Friday, 24 July 2009
Lunches, true friends and kitchen gadgets
Today I had a most enjoyable lunch with a friend. My lunch friends nearly all seem to have the same name as mine - what a generational giveaway. We met each other on a trip to Italy, but did not get to know each other very well, but I discovered that she was keen on archaeology, old walls, and is a bell-ringer. This means she has a fine mathematical mind and memory, which is awesome in the true sense of the word.
We got together a couple of years later, as it turned out she played bridge at the same club frequented for umpty years by Dr P. It is a small world. I don't play bridge at all, not having that sort of mind or memory - but never mind, most of us can't do everything, and he can't sing! We decided to meet for lunch and have been doing so regularly ever since. I said to M that Dr P commented that she and I lunch together very frequently, and I replied that it was only about once a month. She told me her daughter said the same thing to her, and was given the same reply. We had a laugh about that.
Our times together are an acute pleasure. We really like each other, which to me has been a great gift, having moved away from family and friends (fool that I was) and finding that making new friends was slow and difficult. We laugh about lots of things, and have a lot of fun together (not 'very fun' as in USA parlance). We can let off steam to each other, and laugh or mourn about the vicissitudes of life, family idiosyncracies, and what we can or cannot do about any or all of these. She has had various serious medical problems in the last couple of years, and I have been able to give her sympathy, and understanding of some of the things which I too have experienced, as well as useful advice (not covered by Medicare, but free anyway), and she is always very sympathetic and helpful when I whinge about the Problem Person in my life, aka the WSD, so that I come away feeling greatly cheered and stronger. But what we both really enjoy is the fun we have together - the way we can laugh, and that we can think through to solutions.
She was married and had five children - who all love her and care for her greatly, and, when her husband left her, she had a hard time of it for many years - now made somewhat easier financially by her ex (and so he should). She is in the process of exploring cookery, and so we have been discussing recipes and cooking techniques. To this end we visit shops with cooking implements, as I recommend various useful tools. She is very happy with the microplaner graters, has bought a blender, and today's little jaunt was to seek out a mezzaluna. This is a curved double-handled blade which is just wonderful for chopping parsley and other herbs, nuts, and it also does a wonderful job in chopping dried fruits for Christmas cakes and puddings. No home should be without one. I have had mine for very many years now and could not contemplate life without it. I have given them to my children and sisters - and hope they appreciate their good fortune.
They are surprisingly hard to find.

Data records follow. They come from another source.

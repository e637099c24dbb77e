/// Default base URL for conversation backend requests.
pub const DEFAULT_CHAT_BASE_URL: &str = "https://api.halcyonchat.app";

/// Normalize a base URL to the streaming turn endpoint.
///
/// Normalization rules:
/// 1) keep `/chat/stream` unchanged
/// 2) append `/stream` when the path ends in `/chat`
/// 3) append `/chat/stream` otherwise
pub fn normalize_stream_url(input: &str) -> String {
    let trimmed = trimmed_base(input);
    if trimmed.ends_with("/chat/stream") {
        return trimmed.to_string();
    }
    if trimmed.ends_with("/chat") {
        return format!("{trimmed}/stream");
    }
    format!("{trimmed}/chat/stream")
}

/// Endpoint for asynchronous server-side title generation.
pub fn title_url(input: &str) -> String {
    sibling_endpoint(input, "title")
}

/// Endpoint for best-effort persistence of partial assistant content.
pub fn partial_url(input: &str) -> String {
    sibling_endpoint(input, "partial")
}

fn sibling_endpoint(input: &str, leaf: &str) -> String {
    let stream = normalize_stream_url(input);
    let base = stream.trim_end_matches("/stream").trim_end_matches('/');
    format!("{base}/{leaf}")
}

fn trimmed_base(input: &str) -> &str {
    let base = if input.trim().is_empty() {
        DEFAULT_CHAT_BASE_URL
    } else {
        input.trim()
    };
    base.trim_end_matches('/')
}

There is a double bladed variety available, but it is a fool of a thing, small and fiddly, and the herbs all get stuck between the blades and have to be scraped out. I did a bit of a hunt around, and finally found a knife shop which had several different models. So after our lunch we went to investigate the options. She was able to test-drive them all and to decide on one. We also explored various other kitchen gadgets. You can buy silicone egg poachers, and I came across a gadget which makes spaghetti like strings out of carrots (it comes out looking like plastic!), and curly fine slices of cucumbers. Naturally I had to buy one. It is a toss-up whether I keep it or give it to a similar gadget enthusiast. In fact, I was so enthusiastic about all the kitchen marvels in this shop that they offered me a job!

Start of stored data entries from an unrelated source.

use std::fs;
use std::path::{Path, PathBuf};

use serde_json::Value;

use crate::error::CapabilityError;

const DEFAULT_READ_MAX_BYTES: usize = 200 * 1024;
const SEARCH_MAX_RESULTS: usize = 100;

/// Privileged client-side actions the server may request mid-turn.
///
/// Implementations validate their own arguments; the consent coordinator
/// converts any failure into a textual tool result rather than aborting
/// the turn.
pub trait CapabilityProvider: Send + Sync {
    fn read_file(&self, path: &str) -> Result<String, CapabilityError>;

    fn search_files(&self, query: &str, dir: Option<&str>) -> Result<Vec<String>, CapabilityError>;

    fn create_file(&self, path: &str, content: &str) -> Result<String, CapabilityError>;
}

/// Dispatch a named tool call against `provider`, extracting arguments from
/// the wire-level JSON object.
pub fn execute_tool(
    provider: &dyn CapabilityProvider,
    name: &str,
    args: &Value,
) -> Result<String, CapabilityError> {
    match name {
        "read_file" => {
            let path = required_str(args, "read_file", "path")?;
            provider.read_file(path)
        }
        "search_files" => {
            let query = required_str(args, "search_files", "query")?;
            let dir = args.get("dir").and_then(Value::as_str);
            let matches = provider.search_files(query, dir)?;
            if matches.is_empty() {
                Ok("No matching files found.".to_string())
            } else {
                Ok(matches.join("\n"))
            }
        }
        "create_file" => {
            let path = required_str(args, "create_file", "path")?;
            let content = args
                .get("content")
                .and_then(Value::as_str)
                .unwrap_or_default();
            provider.create_file(path, content)
        }
        other => Err(CapabilityError::UnknownTool(other.to_string())),
    }
}

fn required_str<'a>(
    args: &'a Value,
    tool: &'static str,
    argument: &'static str,
) -> Result<&'a str, CapabilityError> {
    args.get(argument)
        .and_then(Value::as_str)
        .filter(|value| !value.trim().is_empty())
        .ok_or(CapabilityError::MissingArgument { tool, argument })
}

/// Capability provider confined to one canonicalized workspace root.
/// Every resolved path must stay inside the root; escapes are rejected
/// before any I/O happens.
#[derive(Debug, Clone)]
pub struct WorkspaceCapabilities {
    workspace_root: PathBuf,
    read_max_bytes: usize,
}

impl WorkspaceCapabilities {
    pub fn new(workspace_root: impl Into<PathBuf>) -> Result<Self, CapabilityError> {
        let workspace_root = workspace_root.into();
        let canonical_root = workspace_root
            .canonicalize()
            .map_err(|source| CapabilityError::io("resolving workspace root", workspace_root.display().to_string(), source))?;

        Ok(Self {
            workspace_root: canonical_root,
            read_max_bytes: DEFAULT_READ_MAX_BYTES,
        })
    }

    pub fn workspace_root(&self) -> &Path {
        &self.workspace_root
    }

    fn resolve_existing(&self, path: &str) -> Result<PathBuf, CapabilityError> {
        if path.trim().is_empty() {
            return Err(CapabilityError::EmptyPath);
        }

        let candidate = self.absolute_candidate(path);
        let canonical = candidate
            .canonicalize()
            .map_err(|source| CapabilityError::io("resolving", path.to_string(), source))?;
        self.ensure_inside_workspace(&canonical)?;
        Ok(canonical)
    }

    fn resolve_write(&self, path: &str) -> Result<PathBuf, CapabilityError> {
        if path.trim().is_empty() {
            return Err(CapabilityError::EmptyPath);
        }

        let candidate = self.absolute_candidate(path);
        let anchor = candidate
            .ancestors()
            .find(|ancestor| ancestor.exists())
            .ok_or(CapabilityError::EmptyPath)?;
        let canonical_anchor = anchor
            .canonicalize()
            .map_err(|source| CapabilityError::io("resolving", path.to_string(), source))?;
        self.ensure_inside_workspace(&canonical_anchor)?;
        Ok(candidate)
    }

    fn absolute_candidate(&self, path: &str) -> PathBuf {
        let path = Path::new(path);
        if path.is_absolute() {
            path.to_path_buf()
        } else {
            self.workspace_root.join(path)
        }
    }

    fn ensure_inside_workspace(&self, canonical: &Path) -> Result<(), CapabilityError> {
        if canonical.starts_with(&self.workspace_root) {
            Ok(())
        } else {
            Err(CapabilityError::PathEscape(canonical.display().to_string()))
        }
    }

    fn collect_matches(
        &self,
        dir: &Path,
        needle: &str,
        matches: &mut Vec<String>,
    ) -> Result<(), CapabilityError> {
        if matches.len() >= SEARCH_MAX_RESULTS {
            return Ok(());
        }

        let entries = fs::read_dir(dir)
            .map_err(|source| CapabilityError::io("listing", dir.display().to_string(), source))?;

        for entry in entries.flatten() {
            if matches.len() >= SEARCH_MAX_RESULTS {
                return Ok(());
            }

            let path = entry.path();
            let file_name = entry.file_name().to_string_lossy().to_lowercase();
            if path.is_dir() {
                if file_name.starts_with('.') {
                    continue;
                }
                self.collect_matches(&path, needle, matches)?;
            } else if file_name.contains(needle) {
                let display = path
                    .strip_prefix(&self.workspace_root)
                    .map(|relative| relative.display().to_string())
                    .unwrap_or_else(|_| path.display().to_string());
                matches.push(display);
            }
        }

        Ok(())
    }
}

impl CapabilityProvider for WorkspaceCapabilities {
    fn read_file(&self, path: &str) -> Result<String, CapabilityError> {
        let resolved = self.resolve_existing(path)?;
        let bytes = fs::read(&resolved)
            .map_err(|source| CapabilityError::io("reading", path.to_string(), source))?;

        if bytes.len() > self.read_max_bytes {
            return Err(CapabilityError::TooLarge {
                path: path.to_string(),
                size: bytes.len(),
                limit: self.read_max_bytes,
            });
        }

        String::from_utf8(bytes).map_err(|_| CapabilityError::NotUtf8 {
            path: path.to_string(),
        })
    }

    fn search_files(&self, query: &str, dir: Option<&str>) -> Result<Vec<String>, CapabilityError> {
        let root = match dir {
            Some(dir) => self.resolve_existing(dir)?,
            None => self.workspace_root.clone(),
        };

        let needle = query.trim().to_lowercase();
        let mut matches = Vec::new();
        self.collect_matches(&root, &needle, &mut matches)?;
        matches.sort();
        Ok(matches)
    }

    fn create_file(&self, path: &str, content: &str) -> Result<String, CapabilityError> {
        let resolved = self.resolve_write(path)?;

        if let Some(parent) = resolved.parent() {
            fs::create_dir_all(parent).map_err(|source| {
                CapabilityError::io("creating parent directories for", path.to_string(), source)
            })?;
        }

        fs::write(&resolved, content)
            .map_err(|source| CapabilityError::io("writing", path.to_string(), source))?;
        Ok(format!("Created {}", resolved.display()))
    }
}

I dearly love a well-equipped kitchen, and enjoy giving kitchen tools and gadgets away. Zyliss potato peelers are excellent, and they now have a versions with serrated blades so that soft fruit and vegetables can be peeled, and there is another with savage little teeth which can produce julienne strips. What is more, I give away little sharp knives, so that the recipients can chop their meat and vegetables more easily. My sisters had few and appallingly blunt knives, so I have improved this situation. A good heavy cleaver is essential for the smashing and chopping of garlic and ginger. We lesser mortals, who will never even think of applying to go on a reality TV show, will probably never learn to chop onions evenly, let alone without tears, or be able to manage an elegant garnish. For us, good tools make life easier and more enjoyable and satisfying. My risotto stirrer is wonderful. However I have to admit that I have never used the fresh cocoanut grater which a similarly kitchen-gadget oriented friend gave me. (She also gave me a hand held electric beater, as she could not stand the sight of me beating cream by hand because it was too small a task to justify getting the Mixmaster out.) The cocoanut grater is a rather savage looking tool, so I always opted for the tinned cocoanut variety. Perhaps its day will come.

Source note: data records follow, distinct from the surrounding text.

use std::fs::File;
use std::io::BufReader;
use std::path::PathBuf;
use std::sync::{mpsc, Arc, Mutex, MutexGuard};
use std::thread;
use std::time::Duration;

use log::warn;
use rodio::{Decoder, OutputStream, Sink, Source};

use crate::backend::{BackendExit, BackendInstance, CompletionFn, PlaybackBackend, PlaybackSource};
use crate::error::PlaybackError;

const START_REPLY_TIMEOUT: Duration = Duration::from_secs(10);

struct StartCommand {
    path: PathBuf,
    offset: Duration,
    reply: mpsc::Sender<Result<Arc<Sink>, PlaybackError>>,
    on_exit: CompletionFn,
}

/// Managed in-process playback through a rodio sink.
///
/// The `OutputStream` is not `Send`, so a dedicated audio thread owns it and
/// serves start commands over a channel. The thread blocks on the current
/// sink until it drains or is stopped, which keeps the output stream alive
/// exactly as long as its sink; the engines always stop the previous
/// instance before starting a new one, so command latency stays bounded.
pub struct NativeBackend {
    commands: Mutex<mpsc::Sender<StartCommand>>,
}

impl NativeBackend {
    pub fn new() -> Self {
        let (tx, rx) = mpsc::channel();
        thread::Builder::new()
            .name("native-audio".to_string())
            .spawn(move || audio_thread(rx))
            .expect("audio thread must spawn");

        Self {
            commands: Mutex::new(tx),
        }
    }
}

impl Default for NativeBackend {
    fn default() -> Self {
        Self::new()
    }
}

impl PlaybackBackend for NativeBackend {
    fn start(
        &self,
        source: &PlaybackSource,
        offset: Duration,
        on_exit: CompletionFn,
    ) -> Result<Box<dyn BackendInstance>, PlaybackError> {
        let path = match source {
            PlaybackSource::File(path) => path.clone(),
            PlaybackSource::Url(url) => {
                return Err(PlaybackError::UnsupportedSource(format!(
                    "native sink cannot stream {url}"
                )));
            }
        };

        let (reply_tx, reply_rx) = mpsc::channel();
        lock_unpoisoned(&self.commands)
            .send(StartCommand {
                path,
                offset,
                reply: reply_tx,
                on_exit,
            })
            .map_err(|_| PlaybackError::Backend("audio thread is gone".to_string()))?;

        let sink = reply_rx
            .recv_timeout(START_REPLY_TIMEOUT)
            .map_err(|_| PlaybackError::Backend("audio thread did not answer".to_string()))??;

        Ok(Box::new(NativeInstance { sink }))
    }
}

fn audio_thread(commands: mpsc::Receiver<StartCommand>) {
    while let Ok(command) = commands.recv() {
        let StartCommand {
            path,
            offset,
            reply,
            on_exit,
        } = command;

        let prepared = prepare_sink(&path, offset);
        match prepared {
            Ok((stream, sink)) => {
                let sink = Arc::new(sink);
                if reply.send(Ok(Arc::clone(&sink))).is_err() {
                    // Caller gave up; tear the sink down and move on.
                    sink.stop();
                    continue;
                }
                sink.sleep_until_end();
                drop(stream);
                on_exit(BackendExit::Completed);
            }
            Err(error) => {
                let _ = reply.send(Err(error));
            }
        }
    }
}

fn prepare_sink(path: &PathBuf, offset: Duration) -> Result<(OutputStream, Sink), PlaybackError> {
    let (stream, handle) =
        OutputStream::try_default().map_err(|error| PlaybackError::Device(error.to_string()))?;
    let sink = Sink::try_new(&handle).map_err(|error| PlaybackError::Device(error.to_string()))?;

    let file = File::open(path).map_err(|error| PlaybackError::io("opening", path, error))?;
    let decoder =
        Decoder::new(BufReader::new(file)).map_err(|error| PlaybackError::Decode(error.to_string()))?;

    if offset.is_zero() {
        sink.append(decoder);
    } else {
        sink.append(decoder.skip_duration(offset));
    }

    Ok((stream, sink))
}

struct NativeInstance {
    sink: Arc<Sink>,
}

impl BackendInstance for NativeInstance {
    fn stop(&mut self) {
        self.sink.stop();
    }

    fn pause(&mut self) -> bool {
        self.sink.pause();
        true
    }

    fn resume(&mut self) -> bool {
        self.sink.play();
        true
    }

    fn seek(&mut self, position: Duration) -> bool {
        match self.sink.try_seek(position) {
            Ok(()) => true,
            Err(error) => {
                warn!("native seek unsupported for current source: {error:?}");
                false
            }
        }
    }
}

fn lock_unpoisoned<T>(mutex: &Mutex<T>) -> MutexGuard<'_, T> {
    match mutex.lock() {
        Ok(guard) => guard,
        Err(poisoned) => poisoned.into_inner(),
    }
}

However I must rather sadly admit that these days I need very few new gadgets or implements, and that when the sales come around, there is practically nothing I need to buy. Although Dr P has been cooking sweet corn in the smallest possible saucepan over the largest gas hotplate, so that the plastic handle is being burned, and nasty and probably toxic fumes produced. I have pointed this out to him, but he is impervious to advice, let alone such facts.
When I die, will my heirs fight over my kitchen implements and gadgets? I sure hope so! I will be looking down from Heaven to double check.